There's more to this than meets the eye

Gerry T. M. Altmann & Yuki Kamide
University of York

g.altmann@psych.york.ac.uk

 

Prior research has demonstrated that eye-movements around a visual scene are closely time-locked to aspects of the mental processes implicated in sentence processing (e.g., Tanenhaus et al., 1995; Allopenna et al., 1998).  A range of data suggest that "listeners establish reference incrementally, rapidly integrating the information in the visual model with the speech" (Tanenhaus et al., 1995; 474).  In this paper, we describe data which demonstrate that sentences are not mapped onto static representations of the concurrent visual input, but rather they are mapped onto interpreted, and dynamically changeable, representations of that input.  Participants were shown a visual scene containing an open box, an open briefcase, and some books, and various other objects.  They were told simply to listen to each sentence and observe each picture.  We contrasted four conditions:

a.

The boy will close the box.  Then, he will drop the books into the briefcase.

b.

The boy will move the box closer.  Then, he will drop the books into the box.

c.

The boy will close the briefcase.  Then, he will drop the books into the box.

d.

The boy will move the briefcase closer.  Then, he will drop the books into the briefcase.

In each case, the concurrent scene (displayed throughout the two sentences) was identical (as was the fragment 'Then, he will drop the books').  During the second sentence, we found that up until verb offset there was a very strong bias to look towards whichever container had been mentioned in the prior sentence.  In the 'closer' contexts, this bias was maintained during 'the books' (when the processor is anticipating a subsequent expression that will potentially refer to the Goal of the action denoted by the verb); there were more looks towards the 'closer' (previously mentioned) container than towards the other one.  Crucially, this bias was eliminated in the 'closed' contexts the bias to look towards the previously mentioned (but 'closed') container was compounded now by an equivalent tendency to look towards the container that had not been 'closed'.  Prior sentential context thus interacted with the concurrent visual input to allow the rapid integration of the target sentence with a mental representation of the concurrent visual scene which took account of the 'changes' to that scene that had been introduced linguistically.  The target sentence was not, therefore, mapped onto the concurrent visual scene, but was mapped instead onto a linguistically-mediated representation of that scene.  Our data demonstrate that the 'world' in the visual-world paradigm is not a visual world at all, but rather a mental world, potentially mediated by linguistic context, and potentially somewhat different to the actual world that forms the concurrent visual input.  Thus, 'what you see' is not 'what you get' when mapping language onto the 'visual' world.

 

References

Allopenna, P. D., Magnuson, J. S., & Tanenhaus, M. K. (1998).  Tracking the time course of spoken word recognition using eye movements: Evidence for continuous mapping models.  Journal of Memory and Language, 38(4), 419-439.

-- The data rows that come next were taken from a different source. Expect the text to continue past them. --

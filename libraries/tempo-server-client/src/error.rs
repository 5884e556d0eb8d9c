//! Error types for the Tempo API client.

use tempo_core::CoreError;
use tempo_playback::PlaybackError;
use thiserror::Error;

/// Errors that can occur when talking to a Tempo server.
#[derive(Error, Debug)]
pub enum ServerClientError {
    /// HTTP request failed
    #[error("HTTP request failed: {0}")]
    Request(#[from] reqwest::Error),

    /// Server returned an error response
    #[error("Server error ({status}): {message}")]
    ServerError { status: u16, message: String },

    /// Missing, expired or rejected token
    #[error("Authentication required")]
    AuthRequired,

    /// Invalid server URL
    #[error("Invalid server URL: {0}")]
    InvalidUrl(String),

    /// Failed to parse server response
    #[error("Failed to parse response: {0}")]
    ParseError(String),

    /// Server is offline or unreachable
    #[error("Server unreachable: {0}")]
    ServerUnreachable(String),
}

impl From<ServerClientError> for CoreError {
    fn from(err: ServerClientError) -> Self {
        CoreError::provider(err.to_string())
    }
}

impl From<ServerClientError> for PlaybackError {
    fn from(err: ServerClientError) -> Self {
        PlaybackError::NetworkFetchFailed(err.to_string())
    }
}

/// Result type for server client operations.
pub type Result<T> = std::result::Result<T, ServerClientError>;
//! Payload decoding and validation
//!
//! Servers hand out audio as base64. Some of them send a text placeholder
//! ("Audio data for ...") instead of real audio, so every payload is
//! classified by its leading bytes before it reaches the engine.

use crate::engine::AudioEngine;
use crate::error::{PayloadRejection, PlaybackError, Result};
use base64::alphabet;
use base64::engine::general_purpose::{GeneralPurpose, GeneralPurposeConfig};
use base64::engine::DecodePaddingMode;
use base64::Engine as _;
use serde::{Deserialize, Serialize};
use std::sync::Arc;
use tracing::debug;

/// Standard alphabet, padding optional (browsers' `atob` behaves the same)
const FORGIVING_BASE64: GeneralPurpose = GeneralPurpose::new(
    &alphabet::STANDARD,
    GeneralPurposeConfig::new().with_decode_padding_mode(DecodePaddingMode::Indifferent),
);

/// Case-insensitive marker of a placeholder payload
const PLACEHOLDER_MARKER: &[u8] = b"audio data";

/// Container recognised from a payload's signature
#[derive(Debug, Clone, Copy, PartialEq, Eq, Hash, Serialize, Deserialize)]
#[serde(rename_all = "lowercase")]
pub enum AudioFormat {
    /// MP3 with a leading ID3v2 tag
    Id3,
    /// RIFF/WAV
    Wav,
    /// Ogg container
    Ogg,
    /// Native FLAC
    Flac,
    /// Bare MPEG audio frame
    Mpeg,
}

impl AudioFormat {
    pub fn mime_type(&self) -> &'static str {
        match self {
            AudioFormat::Id3 | AudioFormat::Mpeg => "audio/mpeg",
            AudioFormat::Wav => "audio/wav",
            AudioFormat::Ogg => "audio/ogg",
            AudioFormat::Flac => "audio/flac",
        }
    }
}

/// Classification of decoded bytes
#[derive(Debug, Clone, Copy, PartialEq, Eq)]
pub enum PayloadKind {
    Audio(AudioFormat),
    Placeholder,
    Unrecognized,
}

/// Validated audio bytes, ready to hand to the engine
#[derive(Debug, Clone, PartialEq, Eq)]
pub struct AudioPayload {
    bytes: Arc<[u8]>,
    format: AudioFormat,
}

impl AudioPayload {
    pub fn bytes(&self) -> &[u8] {
        &self.bytes
    }

    pub fn format(&self) -> AudioFormat {
        self.format
    }

    pub fn mime_type(&self) -> &'static str {
        self.format.mime_type()
    }

    pub fn len(&self) -> usize {
        self.bytes.len()
    }

    pub fn is_empty(&self) -> bool {
        self.bytes.is_empty()
    }
}

/// Identify a container by its leading bytes
pub fn detect_format(bytes: &[u8]) -> Option<AudioFormat> {
    match bytes {
        [b'I', b'D', b'3', ..] => Some(AudioFormat::Id3),
        [b'R', b'I', b'F', b'F', ..] => Some(AudioFormat::Wav),
        [b'O', b'g', b'g', b'S', ..] => Some(AudioFormat::Ogg),
        [b'f', b'L', b'a', b'C', ..] => Some(AudioFormat::Flac),
        [0xFF, 0xFB | 0xFA | 0xF3 | 0xF2, ..] => Some(AudioFormat::Mpeg),
        _ => None,
    }
}

/// Whether decoded bytes start with the placeholder marker
pub fn is_placeholder(bytes: &[u8]) -> bool {
    bytes
        .get(..PLACEHOLDER_MARKER.len())
        .is_some_and(|head| head.eq_ignore_ascii_case(PLACEHOLDER_MARKER))
}

/// Classify decoded bytes
///
/// Anything that is neither a known signature nor a placeholder is
/// unrecognized and will be refused, whatever its size.
pub fn classify(bytes: &[u8]) -> PayloadKind {
    if let Some(format) = detect_format(bytes) {
        PayloadKind::Audio(format)
    } else if is_placeholder(bytes) {
        PayloadKind::Placeholder
    } else {
        PayloadKind::Unrecognized
    }
}

/// Decode base64, tolerating whitespace, missing padding and a `data:` URI prefix
pub fn decode_base64(encoded: &str) -> Result<Vec<u8>> {
    let body = match encoded.split_once(";base64,") {
        Some((prefix, body)) if prefix.starts_with("data:") => body,
        _ => encoded,
    };
    let compact: String = body.chars().filter(|c| !c.is_ascii_whitespace()).collect();

    FORGIVING_BASE64
        .decode(compact.as_bytes())
        .map_err(|_| PlaybackError::InvalidAudioPayload(PayloadRejection::NotBase64))
}

/// Decode and validate a base64 payload
pub fn decode_payload(encoded: &str) -> Result<AudioPayload> {
    let bytes = decode_base64(encoded)?;
    if bytes.is_empty() {
        return Err(PlaybackError::InvalidAudioPayload(PayloadRejection::Empty));
    }

    match classify(&bytes) {
        PayloadKind::Audio(format) => {
            debug!(?format, size = bytes.len(), "Payload validated");
            Ok(AudioPayload {
                bytes: bytes.into(),
                format,
            })
        }
        PayloadKind::Placeholder => Err(PlaybackError::InvalidAudioPayload(
            PayloadRejection::Placeholder,
        )),
        PayloadKind::Unrecognized => Err(PlaybackError::InvalidAudioPayload(
            PayloadRejection::UnrecognizedFormat,
        )),
    }
}

/// Decode, validate and load a base64 payload into the engine
pub async fn load_encoded(engine: &AudioEngine, encoded: &str) -> Result<AudioPayload> {
    let payload = decode_payload(encoded)?;
    engine.load(&payload).await?;
    Ok(payload)
}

Tanenhaus, M. K., Spivey-Knowlton, M. J., Eberhard, K. M., & Sedivy, J. C. (1995).  Integration of visual and linguistic information in spoken language comprehension.  Science, 268, 1632-1634.

Tanenhaus, M. K., Spivey-Knowlton, M. J., Eberhard, K. M., & Sedivy, J. C. (1996).  Using eye movements to study spoken language comprehension: Evidence for visually mediated incremental interpretation.  In T. Inui & J. L. McClelland (Eds.), Attention and Performance XVI: Information integration in perception and communication.  Cambridge, MA: MIT Press/Bradford Books.